Life After is a reflection of everything the Rez Kids lost after COVID-19 came to BC, when their touring plans shuddered to a halt. Despite loving where they live, being stuck in Vancouver felt stifling, and they were disappointed to lose some of the forward momentum they had worked so hard to create.

"All the stuff that we were avoiding dealing with, we were forced to deal with. It was just a rollercoaster ride," says D. "We're not only growing as artists. We're growing as individuals, and with that, the verses just become more real."

Trybez adds, "A lot of self-reflection was put into this, put into ourselves, and then, in turn, put into our new album."

While their last two albums were relatively consistent in tone and content, Life After is hard to predict, but it delivers just as much high-energy lyrical brilliance as fans have come to expect of Snotty Nose Rez Kids. They play with elements of punk, hardcore, pop and R&B on the record, and Life After gives them a way to process their pain while continuing to contribute to their community. Packed with commentary on Canada's legacy of violence against Indigenous people, they're having important conversations about decolonization, mourning and what it means to heal.

"It's a rollercoaster ride for sure. Our last two albums were a steady rise in tension and hype, but this time we wanted to give the ups, downs and all-arounds," says D.

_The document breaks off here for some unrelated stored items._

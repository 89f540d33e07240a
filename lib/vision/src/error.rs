use std::path::PathBuf;
use thiserror::Error;

/// Per-image extraction failure. The extractor never surfaces these to
/// callers of `extract`; they are logged and replaced by a zero embedding.
#[derive(Error, Debug)]
pub enum VisionError {
    #[error("failed to read image: {0}")]
    Io(#[from] std::io::Error),

    #[error("failed to decode image: {0}")]
    Decode(#[from] image::ImageError),

    #[error("backbone error: {0}")]
    Candle(#[from] candle_core::Error),

    #[error("backbone weights not found at {0}")]
    WeightsNotFound(PathBuf),

    #[error("backbone unavailable: {0}")]
    Unavailable(String),

    #[error("backbone panicked during inference")]
    Panicked,

    #[error("embedding has {actual} values, expected {expected}")]
    Dimension { expected: usize, actual: usize },
}
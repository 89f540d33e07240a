//! Immutable prediction context
//!
//! Everything a request needs is loaded once at start, cross-checked, and
//! then only read. The context is `Send + Sync` and shared behind an `Arc`.

use gemprice_core::ImageEmbedder;
use gemprice_model::{GradientBoostedRegressor, Regressor, StackingRegressor};
use gemprice_schema::{ColumnRouter, FittedPipeline};
use gemprice_storage::{ArtifactKind, ArtifactStore};
use gemprice_vision::ImageFeatureExtractor;
use std::path::PathBuf;
use std::sync::Arc;

use crate::error::StartupError;

/// The fitted artifacts, before cross-validation
#[derive(Debug, Clone)]
pub struct Artifacts {
    pub tabular_pipeline: FittedPipeline,
    pub tabular_regressor: GradientBoostedRegressor,
    pub multimodal_pipeline: FittedPipeline,
    pub multimodal_regressor: GradientBoostedRegressor,
    pub stacking_regressor: StackingRegressor,
}

impl Artifacts {
    pub fn load(store: &ArtifactStore) -> Result<Self, StartupError> {
        Ok(Self {
            tabular_pipeline: load_pipeline(store, ArtifactKind::TabularPipeline)?,
            tabular_regressor: load_regressor(store, ArtifactKind::TabularRegressor)?,
            multimodal_pipeline: load_pipeline(store, ArtifactKind::MultimodalPipeline)?,
            multimodal_regressor: load_regressor(store, ArtifactKind::MultimodalRegressor)?,
            stacking_regressor: StackingRegressor::from_slice(&store.read_bytes(ArtifactKind::StackingRegressor)?)
                .map_err(|source| StartupError::Model {
                    artifact: ArtifactKind::StackingRegressor,
                    source,
                })?,
        })
    }
}

fn load_pipeline(store: &ArtifactStore, kind: ArtifactKind) -> Result<FittedPipeline, StartupError> {
    let bytes = store.read_bytes(kind)?;
    let json = std::str::from_utf8(&bytes).map_err(|_| StartupError::Encoding { artifact: kind })?;
    FittedPipeline::from_json(json).map_err(|source| StartupError::Pipeline { artifact: kind, source })
}

fn load_regressor(store: &ArtifactStore, kind: ArtifactKind) -> Result<GradientBoostedRegressor, StartupError> {
    let bytes = store.read_bytes(kind)?;
    GradientBoostedRegressor::from_slice(&bytes).map_err(|source| StartupError::Model { artifact: kind, source })
}

pub struct PredictionContext {
    pub(crate) tabular: ColumnRouter,
    pub(crate) tabular_model: GradientBoostedRegressor,
    pub(crate) multimodal: ColumnRouter,
    pub(crate) multimodal_model: GradientBoostedRegressor,
    pub(crate) stacking: StackingRegressor,
    pub(crate) extractor: Arc<ImageFeatureExtractor>,
    pub(crate) temp_dir: Option<PathBuf>,
}

impl std::fmt::Debug for PredictionContext {
    fn fmt(&self, f: &mut std::fmt::Formatter<'_>) -> std::fmt::Result {
        f.debug_struct("PredictionContext")
            .field("tabular_width", &self.tabular.output_width())
            .field("multimodal_width", &self.multimodal.output_width())
            .field("stacking_inputs", &self.stacking.inputs)
            .field("extractor", self.extractor.status())
            .finish()
    }
}

impl PredictionContext {
    /// Load and cross-check every artifact in `store`
    pub fn load(store: &ArtifactStore, extractor: Arc<ImageFeatureExtractor>) -> Result<Self, StartupError> {
        tracing::info!(dir = %store.root().display(), "loading prediction artifacts");
        let context = Self::from_parts(Artifacts::load(store)?, extractor)?;
        tracing::info!(
            tabular_width = context.tabular.output_width(),
            multimodal_width = context.multimodal.output_width(),
            tabular_trees = context.tabular_model.num_trees(),
            multimodal_trees = context.multimodal_model.num_trees(),
            extractor_degraded = context.extractor.is_degraded(),
            "prediction context ready"
        );
        Ok(context)
    }

    /// Assemble a context from already loaded artifacts
    pub fn from_parts(artifacts: Artifacts, extractor: Arc<ImageFeatureExtractor>) -> Result<Self, StartupError> {
        let Artifacts {
            tabular_pipeline,
            tabular_regressor,
            multimodal_pipeline,
            multimodal_regressor,
            stacking_regressor,
        } = artifacts;

        if tabular_pipeline.has_image_group() {
            return Err(StartupError::Mismatch(
                "tabular pipeline must not contain an image group".to_string(),
            ));
        }
        if !multimodal_pipeline.has_image_group() {
            return Err(StartupError::Mismatch(
                "multimodal pipeline has no image group".to_string(),
            ));
        }

        let tabular = ColumnRouter::new(tabular_pipeline).map_err(|source| StartupError::Pipeline {
            artifact: ArtifactKind::TabularPipeline,
            source,
        })?;
        let embedder: Arc<dyn ImageEmbedder> = extractor.clone();
        let multimodal = ColumnRouter::with_embedder(multimodal_pipeline, embedder).map_err(|source| {
            StartupError::Pipeline {
                artifact: ArtifactKind::MultimodalPipeline,
                source,
            }
        })?;

        check_width("tabular", tabular.output_width(), tabular_regressor.num_features())?;
        check_width("multimodal", multimodal.output_width(), multimodal_regressor.num_features())?;
        stacking_regressor
            .validate(multimodal.output_width())
            .map_err(|source| StartupError::Model {
                artifact: ArtifactKind::StackingRegressor,
                source,
            })?;

        Ok(Self {
            tabular,
            tabular_model: tabular_regressor,
            multimodal,
            multimodal_model: multimodal_regressor,
            stacking: stacking_regressor,
            extractor,
            temp_dir: None,
        })
    }

    /// Write per-request temporary images under `dir` instead of the system default
    #[must_use]
    pub fn with_temp_dir(mut self, dir: impl Into<PathBuf>) -> Self {
        self.temp_dir = Some(dir.into());
        self
    }

    pub fn tabular_router(&self) -> &ColumnRouter {
        &self.tabular
    }

    pub fn multimodal_router(&self) -> &ColumnRouter {
        &self.multimodal
    }

    pub fn stacking(&self) -> &StackingRegressor {
        &self.stacking
    }

    pub fn extractor(&self) -> &ImageFeatureExtractor {
        &self.extractor
    }
}

fn check_width(name: &str, pipeline: usize, model: usize) -> Result<(), StartupError> {
    if pipeline != model {
        return Err(StartupError::Mismatch(format!(
            "{} pipeline produces {} features but its regressor expects {}",
            name, pipeline, model
        )));
    }
    Ok(())
}
use clap::{Parser, Subcommand};
use gemprice_api::{RestApi, ServerConfig};
use gemprice_predict::{read_requests, FieldInput, InputFormat, PredictRequest, PredictionContext};
use gemprice_storage::ArtifactStore;
use gemprice_vision::{ExtractorConfig, ImageFeatureExtractor, Normalization};
use std::path::{Path, PathBuf};
use std::sync::Arc;
use tracing::{error, info, warn, Level};
use tracing_subscriber::FmtSubscriber;

/// Gemstone price prediction service
#[derive(Parser, Debug)]
#[command(name = "gemprice")]
#[command(about = "Serve tabular and multimodal gemstone price predictions", long_about = None)]
struct Args {
    #[command(subcommand)]
    command: Option<Command>,

    /// Directory holding the fitted pipelines and regressors
    #[arg(short, long, global = true, default_value = "./artifacts")]
    artifacts_dir: PathBuf,

    /// Address to bind the HTTP API to
    #[arg(long, default_value = "0.0.0.0")]
    host: String,

    /// HTTP API port
    #[arg(long, default_value_t = 5000)]
    http_port: u16,

    /// ResNet-50 weights (safetensors); without them image embeddings are all zeros
    #[arg(long)]
    backbone_weights: Option<PathBuf>,

    /// Channel normalization expected by the backbone weights (caffe or torch)
    #[arg(long, default_value = "torch")]
    normalization: Normalization,

    /// Square input resolution of the backbone
    #[arg(long, default_value_t = 224)]
    image_size: u32,

    /// HTTP worker threads (defaults to the number of CPUs)
    #[arg(long)]
    workers: Option<usize>,

    /// Log level (trace, debug, info, warn, error)
    #[arg(long, global = true, default_value = "info")]
    log_level: Level,
}

#[derive(Subcommand, Debug, PartialEq)]
enum Command {
    /// Serve the HTTP API (the default)
    Serve,
    /// Price every diamond in a JSON or CSV file with the tabular model
    Predict {
        /// Input file; JSON rows, JSON columns, or CSV with a header row
        #[arg(short, long)]
        input: PathBuf,

        /// Input format (json or csv), inferred from the extension when omitted
        #[arg(long)]
        format: Option<InputFormat>,
    },
}

#[tokio::main]
async fn main() -> anyhow::Result<()> {
    let mut args = Args::parse();

    let subscriber = FmtSubscriber::builder()
        .with_max_level(args.log_level)
        .finish();
    tracing::subscriber::set_global_default(subscriber)?;

    match args.command.take() {
        Some(Command::Predict { input, format }) => predict_batch(&args, &input, format),
        Some(Command::Serve) | None => serve(args).await,
    }
}

fn load_context(args: &Args, extractor: Arc<ImageFeatureExtractor>) -> anyhow::Result<Arc<PredictionContext>> {
    let store = ArtifactStore::open(&args.artifacts_dir)?;
    match PredictionContext::load(&store, extractor) {
        Ok(ctx) => Ok(Arc::new(ctx)),
        Err(e) => {
            error!("Failed to load prediction artifacts: {}", e);
            Err(e.into())
        }
    }
}

fn predict_batch(args: &Args, input: &Path, format: Option<InputFormat>) -> anyhow::Result<()> {
    let extractor = Arc::new(ImageFeatureExtractor::degraded(
        ExtractorConfig::default(),
        "image features are not used for tabular batch prediction",
    ));
    let ctx = load_context(args, extractor)?;

    let requests = read_requests(input, format)?;
    let summaries: Vec<String> = requests.iter().map(describe).collect();
    let predictions = ctx.predict_tabular_batch(requests)?;

    for (i, (summary, prediction)) in summaries.iter().zip(&predictions).enumerate() {
        println!("Diamond {} ({}): Predicted Price = ${:.2}", i + 1, summary, prediction.predicted_price);
    }
    Ok(())
}

fn describe(request: &PredictRequest) -> String {
    let show = |value: &Option<FieldInput>| match value {
        Some(FieldInput::Number(n)) => n.to_string(),
        Some(FieldInput::Text(s)) => s.clone(),
        None => "-".to_string(),
    };
    format!(
        "Weight: {}, Cut: {}, Colour: {}",
        show(&request.weight),
        show(&request.cut),
        show(&request.colour)
    )
}

async fn serve(args: Args) -> anyhow::Result<()> {
    info!("Starting gemprice v{}", env!("CARGO_PKG_VERSION"));
    info!("Artifacts directory: {:?}", args.artifacts_dir);
    info!("HTTP API: {}:{}", args.host, args.http_port);

    let extractor = Arc::new(ImageFeatureExtractor::new(ExtractorConfig {
        weights: args.backbone_weights.clone(),
        image_size: args.image_size,
        normalization: args.normalization,
        ..Default::default()
    }));
    if extractor.is_degraded() {
        warn!("Image feature extractor is degraded, multimodal predictions will use zero embeddings");
    }

    let ctx = load_context(&args, extractor)?;
    info!("Prediction context loaded");

    let config = ServerConfig {
        host: args.host.clone(),
        port: args.http_port,
        workers: args.workers,
        ..Default::default()
    };

    let http_handle = std::thread::spawn(move || {
        info!("Starting HTTP server on {}:{}", config.host, config.port);
        let sys = actix_web::rt::System::new();
        sys.block_on(async {
            if let Err(e) = RestApi::start(ctx, config).await {
                error!("HTTP server error: {}", e);
            }
        })
    });

    info!("gemprice started successfully");
    info!("Health: http://localhost:{}/health", args.http_port);

    tokio::select! {
        _ = tokio::signal::ctrl_c() => {
            info!("Shutdown signal received");
        }
        _ = tokio::task::spawn_blocking(move || {
            http_handle.join().ok();
        }) => {
            info!("HTTP server stopped");
        }
    }

    info!("Shutting down...");
    Ok(())
}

Lines like "My very existence is a resistance / That's nothing new, I'm my grandfather's son" (from "Grave Digger") and "I'm not apologizing for my excellence so you can never question the resilience" (from "Red Sky at Night") are concise but resonant. Protest calls like "No justice, no peace" and "Land Back" are used in songs about police brutality against Indigenous people in Canada, but the pair retain their fun style and exciting production without cutting the narrative short.

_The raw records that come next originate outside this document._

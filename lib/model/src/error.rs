//! Error types for regressor loading and inference

use thiserror::Error;

#[derive(Error, Debug)]
pub enum ModelError {
    #[error("Malformed model JSON: {0}")]
    Parse(#[from] serde_json::Error),

    #[error("Unsupported booster '{0}', only gbtree models can be loaded")]
    UnsupportedBooster(String),

    #[error("Unsupported objective '{0}', only identity-link regression objectives can be loaded")]
    UnsupportedObjective(String),

    #[error("Tree {0} has no nodes")]
    EmptyTree(usize),

    #[error("Tree {tree} is malformed: {reason}")]
    MalformedTree { tree: usize, reason: String },

    #[error("Invalid node index in tree {tree}: node {node} references child {child} but tree has {num_nodes} nodes")]
    InvalidNodeIndex {
        tree: usize,
        node: usize,
        child: i32,
        num_nodes: usize,
    },

    #[error("Tree {tree} node {node} splits on feature {feature} but the model has {num_features} features")]
    FeatureIndex {
        tree: usize,
        node: usize,
        feature: i32,
        num_features: usize,
    },

    #[error("Tree {tree} node {node} uses a categorical split, which is not supported")]
    CategoricalSplit { tree: usize, node: usize },

    #[error("Feature count mismatch: model expects {expected}, got {actual}")]
    FeatureCount { expected: usize, actual: usize },

    #[error("Stacking estimator has {actual} coefficients but its declared inputs need {expected}")]
    CoefficientCount { expected: usize, actual: usize },

    #[error("Stacking input '{0}' was not provided")]
    MissingInput(&'static str),

    #[error("Stacking regressor declares no inputs")]
    NoInputs,

    #[error("Unsupported stacking format version {0}")]
    UnsupportedVersion(u32),

    #[error("Model produced a non-finite prediction")]
    NonFinite,
}
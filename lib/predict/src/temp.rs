//! Per-request temporary image file
//!
//! The multimodal pipeline reads images by path, so an upload is written to
//! a named temporary file for the duration of one request. The file is
//! removed when the guard drops, on every exit path including unwinding.

use image::{DynamicImage, ImageFormat};
use std::path::{Path, PathBuf};
use tempfile::{Builder, NamedTempFile};

use crate::error::PredictError;

pub struct TempImage {
    file: Option<NamedTempFile>,
    path: PathBuf,
}

impl TempImage {
    /// Write `image` as PNG into a fresh temporary file under `dir`, or the
    /// system temporary directory when `dir` is `None`
    pub fn write_png(image: &DynamicImage, dir: Option<&Path>) -> Result<Self, PredictError> {
        let mut builder = Builder::new();
        builder.prefix("gemprice-").suffix(".png");
        let mut file = match dir {
            Some(dir) => builder.tempfile_in(dir),
            None => builder.tempfile(),
        }
        .map_err(|e| PredictError::Prediction(format!("failed to create temporary image file: {}", e)))?;

        image
            .write_to(file.as_file_mut(), ImageFormat::Png)
            .map_err(|e| PredictError::Prediction(format!("failed to write temporary image file: {}", e)))?;

        let path = file.path().to_path_buf();
        tracing::debug!(path = %path.display(), "saved upload to temporary file");
        Ok(Self { file: Some(file), path })
    }

    pub fn path(&self) -> &Path {
        &self.path
    }
}

impl Drop for TempImage {
    fn drop(&mut self) {
        let Some(file) = self.file.take() else {
            return;
        };
        match file.close() {
            Ok(()) => tracing::debug!(path = %self.path.display(), "removed temporary image file"),
            Err(e) => tracing::error!(path = %self.path.display(), error = %e, "failed to remove temporary image file"),
        }
    }
}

It's also their first album to not include skits, a sign of their more serious approach.

"I really appreciated the amount of work that went into skits on albums back in the day, but on this one, we wanted to make it all about the music, and it's our first time doing it without skits, so we want to see how the people take it in and how they feel about it," says Trybez.

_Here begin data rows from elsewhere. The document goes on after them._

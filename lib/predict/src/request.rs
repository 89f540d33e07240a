//! Typed prediction requests
//!
//! Callers send the twelve tabular fields as JSON numbers or strings, form
//! fields, or multipart parts. Everything is validated here, at the
//! boundary, before a [`RawRecord`] reaches the pipelines.

use gemprice_core::{Column, Error as CoreError, RawRecord, ValueType};
use serde::{Deserialize, Serialize};
use std::collections::HashMap;

use crate::error::PredictError;

/// A field value as sent by the caller
#[derive(Debug, Clone, PartialEq, Serialize, Deserialize)]
#[serde(untagged)]
pub enum FieldInput {
    Number(f64),
    Text(String),
}

impl FieldInput {
    fn as_number(&self, column: Column) -> Result<Option<f64>, PredictError> {
        let invalid = |value: String| {
            PredictError::from(CoreError::InvalidNumeric {
                field: column.name().to_string(),
                value,
            })
        };

        match self {
            FieldInput::Number(n) if n.is_finite() => Ok(Some(*n)),
            FieldInput::Number(n) => Err(invalid(n.to_string())),
            FieldInput::Text(s) => {
                let t = s.trim();
                if t.is_empty() {
                    return Ok(None);
                }
                match t.parse::<f64>() {
                    Ok(n) if n.is_finite() => Ok(Some(n)),
                    _ => Err(invalid(s.clone())),
                }
            }
        }
    }

    fn into_text(self) -> String {
        match self {
            FieldInput::Text(s) => s,
            // Colour_IsFancy: 0 must match the fitted category "0", not "0.0"
            FieldInput::Number(n) if n.fract() == 0.0 && n.abs() < 1e15 => format!("{}", n as i64),
            FieldInput::Number(n) => n.to_string(),
        }
    }
}

/// The twelve tabular fields; absent fields are imputed by the pipelines
#[derive(Debug, Clone, Default, PartialEq, Serialize, Deserialize)]
pub struct PredictRequest {
    #[serde(rename = "Weight", default)]
    pub weight: Option<FieldInput>,
    #[serde(rename = "X", default)]
    pub x: Option<FieldInput>,
    #[serde(rename = "Y", default)]
    pub y: Option<FieldInput>,
    #[serde(rename = "Z", default)]
    pub z: Option<FieldInput>,
    #[serde(rename = "Cut", default)]
    pub cut: Option<FieldInput>,
    #[serde(rename = "Polish", default)]
    pub polish: Option<FieldInput>,
    #[serde(rename = "Symmetry", default)]
    pub symmetry: Option<FieldInput>,
    #[serde(rename = "Clarity", default)]
    pub clarity: Option<FieldInput>,
    #[serde(rename = "Colour", default)]
    pub colour: Option<FieldInput>,
    #[serde(rename = "Fluorescence", default)]
    pub fluorescence: Option<FieldInput>,
    #[serde(rename = "Shape", default)]
    pub shape: Option<FieldInput>,
    #[serde(rename = "Colour_IsFancy", default)]
    pub colour_is_fancy: Option<FieldInput>,
}

impl PredictRequest {
    pub fn new() -> Self {
        Self::default()
    }

    fn slot(&mut self, column: Column) -> Option<&mut Option<FieldInput>> {
        Some(match column {
            Column::Weight => &mut self.weight,
            Column::X => &mut self.x,
            Column::Y => &mut self.y,
            Column::Z => &mut self.z,
            Column::Cut => &mut self.cut,
            Column::Polish => &mut self.polish,
            Column::Symmetry => &mut self.symmetry,
            Column::Clarity => &mut self.clarity,
            Column::Colour => &mut self.colour,
            Column::Fluorescence => &mut self.fluorescence,
            Column::Shape => &mut self.shape,
            Column::ColourIsFancy => &mut self.colour_is_fancy,
            Column::ImagePath => return None,
        })
    }

    /// Set a field by column; `image_path` is not a request field
    pub fn set(&mut self, column: Column, value: FieldInput) -> Result<(), PredictError> {
        let slot = self
            .slot(column)
            .ok_or_else(|| PredictError::InvalidInput(format!("field '{}' cannot be set by the caller", column)))?;
        *slot = Some(value);
        Ok(())
    }

    #[must_use]
    pub fn with(mut self, column: Column, value: FieldInput) -> Self {
        let result = self.set(column, value);
        debug_assert!(result.is_ok(), "{:?}", result);
        self
    }

    /// Build from string fields such as multipart form parts; unknown names are ignored
    pub fn from_fields(fields: HashMap<String, String>) -> Self {
        let mut request = Self::new();
        for (name, value) in fields {
            match name.parse::<Column>() {
                Ok(column) if column != Column::ImagePath => {
                    let _ = request.set(column, FieldInput::Text(value));
                }
                _ => tracing::debug!(field = %name, "ignoring unknown request field"),
            }
        }
        request
    }

    /// Validate every field and build the raw record
    pub fn into_record(mut self) -> Result<RawRecord, PredictError> {
        let mut record = RawRecord::new();

        for column in Column::TABULAR {
            let value = self.slot(column).and_then(Option::take);
            match column.value_type() {
                ValueType::Numeric => {
                    let number = match &value {
                        Some(v) => v.as_number(column)?,
                        None => None,
                    };
                    record.set_number(column, number)?;
                }
                _ => record.set_text(column, value.map(FieldInput::into_text))?,
            }
        }

        Ok(record)
    }
}
//! # gemprice Model
//!
//! Inference-only regressors for price prediction:
//!
//! - [`GradientBoostedRegressor`]: a `gbtree` ensemble loaded from XGBoost's
//!   JSON model format
//! - [`LinearRegressor`]: dense linear model
//! - [`StackingRegressor`]: a linear final estimator over upstream
//!   predictions, with an inverse target transform back to price
//!
//! All of them are immutable after loading and safe to share across threads.

pub mod error;
pub mod forest;
pub mod linear;
pub mod regressor;
pub mod stacking;
pub mod tree;
pub mod xgboost;

pub use error::ModelError;
pub use forest::GradientBoostedRegressor;
pub use linear::LinearRegressor;
pub use regressor::Regressor;
pub use stacking::{StackInput, StackingRegressor, TargetTransform, UpstreamPredictions, STACKING_FORMAT_VERSION};
pub use tree::{Node, RegressionTree};
pub use xgboost::XgbModel;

"This one is definitely a lot darker than our other albums, but that just fit the vibe, you know?" says D. "Especially living in a literal fucking pandemic, we felt like, 'Okay, this is right, and the time is now to put out something like this because we know a lot of people will relate.'"

Expect gritty, doomy synths and scream-rapping that might remind you of acts like Show Me the Body and Death Grips — but not for long. The ominous tone stays throughout, but the style shifts from trap ("Humble Me") to jazzy R&B ("After Dark") with ease. The beats hit hard to hold listeners' interest as the album takes its time with different approaches to celebrating Indigenous joy, excellence and rights.

Until the pandemic is controlled enough for them to tour outside of North America, they will be working on writing, developing the business side of the project, and focusing on themselves.

"All we can really do is what's in our control, and that's to make more music," says Trybez. "If the pandemic decides to end within the next year, we'll be touring, we'll be constantly on the road like we were before this whole thing started, and we'll be picking up right where we left off."